YOUR INSTRUCTIONS: Copy out the data line by line exactly, from its start to the line bearing "#[derive(Debug, Error, Clone, Copy, PartialEq, Eq)]", inclusive.

LISTED ENTRIES:
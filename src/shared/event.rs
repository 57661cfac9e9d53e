//! Realtime Change Notifications
//!
//! Row-level change notifications pushed by the backend, and the classifier
//! that decides whether a notification is an insert, an update or a delete.
//!
//! A notification is a `(record, old_record)` pair where either side may be
//! absent. The transport hands notifications over as [`RawChange`] (untyped
//! JSON); [`RawChange::decode`] is the single step that turns them into typed
//! rows.

use crate::shared::error::SharedError;
use crate::shared::shopping::{
    EntityId, RecordId, ShoppingList, ShoppingListChange, ShoppingListDesc, ShoppingListDetails,
    ShoppingListRow,
};
use serde::de::DeserializeOwned;
use serde::{Deserialize, Serialize};
use std::fmt;
use thiserror::Error;

/// Kind of operation affecting one entity
#[derive(Debug, Clone, Copy, PartialEq, Eq, Hash, Serialize, Deserialize)]
#[serde(rename_all = "snake_case")]
pub enum ActionKind {
    Insert,
    Update,
    Delete,
}

impl fmt::Display for ActionKind {
    fn fmt(&self, f: &mut fmt::Formatter<'_>) -> fmt::Result {
        let name = match self {
            ActionKind::Insert => "insert",
            ActionKind::Update => "update",
            ActionKind::Delete => "delete",
        };
        f.write_str(name)
    }
}

/// Both sides of a change notification were absent
#[derive(Debug, Error, Clone, Copy, PartialEq, Eq)]
#[error("change notification carries neither a record nor an old record")]
pub struct InvalidChangePayload;

/// Anything carrying a row id
pub trait HasId {
    fn id(&self) -> EntityId;
}

impl HasId for RecordId {
    fn id(&self) -> EntityId {
        self.id
    }
}

impl HasId for ShoppingListRow {
    fn id(&self) -> EntityId {
        self.id
    }
}

impl HasId for ShoppingListChange {
    fn id(&self) -> EntityId {
        self.id
    }
}

impl HasId for ShoppingList {
    fn id(&self) -> EntityId {
        self.id
    }
}

impl HasId for ShoppingListDesc {
    fn id(&self) -> EntityId {
        self.id
    }
}

impl HasId for ShoppingListDetails {
    fn id(&self) -> EntityId {
        self.id
    }
}

impl HasId for serde_json::Value {
    /// Ids that are missing or not integers read as 0, which no row uses
    fn id(&self) -> EntityId {
        self.get("id").and_then(|v| v.as_i64()).unwrap_or_default()
    }
}

/// A row-level change notification
#[derive(Debug, Clone, PartialEq, Serialize, Deserialize)]
pub struct ChangeNotification<R, O> {
    /// Row after the change; absent for deletes
    #[serde(default)]
    pub record: Option<R>,
    /// Row before the change; absent for inserts
    #[serde(default)]
    pub old_record: Option<O>,
    /// Commit timestamp reported by the backend
    #[serde(default)]
    pub commit_timestamp: Option<String>,
}

/// Untyped notification as delivered by a transport
pub type RawChange = ChangeNotification<serde_json::Value, serde_json::Value>;

impl<R, O> ChangeNotification<R, O> {
    pub fn insert(record: R) -> Self {
        Self {
            record: Some(record),
            old_record: None,
            commit_timestamp: None,
        }
    }

    pub fn update(record: R, old_record: O) -> Self {
        Self {
            record: Some(record),
            old_record: Some(old_record),
            commit_timestamp: None,
        }
    }

    pub fn delete(old_record: O) -> Self {
        Self {
            record: None,
            old_record: Some(old_record),
            commit_timestamp: None,
        }
    }

    pub fn with_commit_timestamp(mut self, timestamp: impl Into<String>) -> Self {
        self.commit_timestamp = Some(timestamp.into());
        self
    }
}

impl<R: HasId, O: HasId> ChangeNotification<R, O> {
    /// Id the change applies to: the new record's, else the old record's
    pub fn entity_id(&self) -> Option<EntityId> {
        self.record
            .as_ref()
            .map(HasId::id)
            .or_else(|| self.old_record.as_ref().map(HasId::id))
    }
}

impl RawChange {
    /// Decode both sides into typed rows.
    ///
    /// `null` and empty objects both count as an absent side; some feeds send
    /// `{}` as the old record of an insert.
    pub fn decode<R, O>(self) -> Result<ChangeNotification<R, O>, SharedError>
    where
        R: DeserializeOwned,
        O: DeserializeOwned,
    {
        Ok(ChangeNotification {
            record: decode_side(self.record)?,
            old_record: decode_side(self.old_record)?,
            commit_timestamp: self.commit_timestamp,
        })
    }
}

fn decode_side<T: DeserializeOwned>(
    value: Option<serde_json::Value>,
) -> Result<Option<T>, SharedError> {
    match value {
        None | Some(serde_json::Value::Null) => Ok(None),
        Some(serde_json::Value::Object(map)) if map.is_empty() => Ok(None),
        Some(value) => Ok(Some(serde_json::from_value(value)?)),
    }
}

/// Classify a notification by which of its sides are present
pub fn classify<R, O>(
    notification: &ChangeNotification<R, O>,
) -> Result<ActionKind, InvalidChangePayload> {
    match (&notification.record, &notification.old_record) {
        (Some(_), None) => Ok(ActionKind::Insert),
        (Some(_), Some(_)) => Ok(ActionKind::Update),
        (None, Some(_)) => Ok(ActionKind::Delete),
        (None, None) => Err(InvalidChangePayload),
    }
}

EXERCISE SOLUTION:
filename src/shared/event.rs
repository 57661cfac9e9d53e
//! Realtime Change Notifications
//!
//! Row-level change notifications pushed by the backend, and the classifier
//! that decides whether a notification is an insert, an update or a delete.
//!
//! A notification is a `(record, old_record)` pair where either side may be
//! absent. The transport hands notifications over as [`RawChange`] (untyped
//! JSON); [`RawChange::decode`] is the single step that turns them into typed
//! rows.

use crate::shared::error::SharedError;
use crate::shared::shopping::{
    EntityId, RecordId, ShoppingList, ShoppingListChange, ShoppingListDesc, ShoppingListDetails,
    ShoppingListRow,
};
use serde::de::DeserializeOwned;
use serde::{Deserialize, Serialize};
use std::fmt;
use thiserror::Error;

/// Kind of operation affecting one entity
#[derive(Debug, Clone, Copy, PartialEq, Eq, Hash, Serialize, Deserialize)]
#[serde(rename_all = "snake_case")]
pub enum ActionKind {
    Insert,
    Update,
    Delete,
}

impl fmt::Display for ActionKind {
    fn fmt(&self, f: &mut fmt::Formatter<'_>) -> fmt::Result {
        let name = match self {
            ActionKind::Insert => "insert",
            ActionKind::Update => "update",
            ActionKind::Delete => "delete",
        };
        f.write_str(name)
    }
}

/// Both sides of a change notification were absent
#[derive(Debug, Error, Clone, Copy, PartialEq, Eq)]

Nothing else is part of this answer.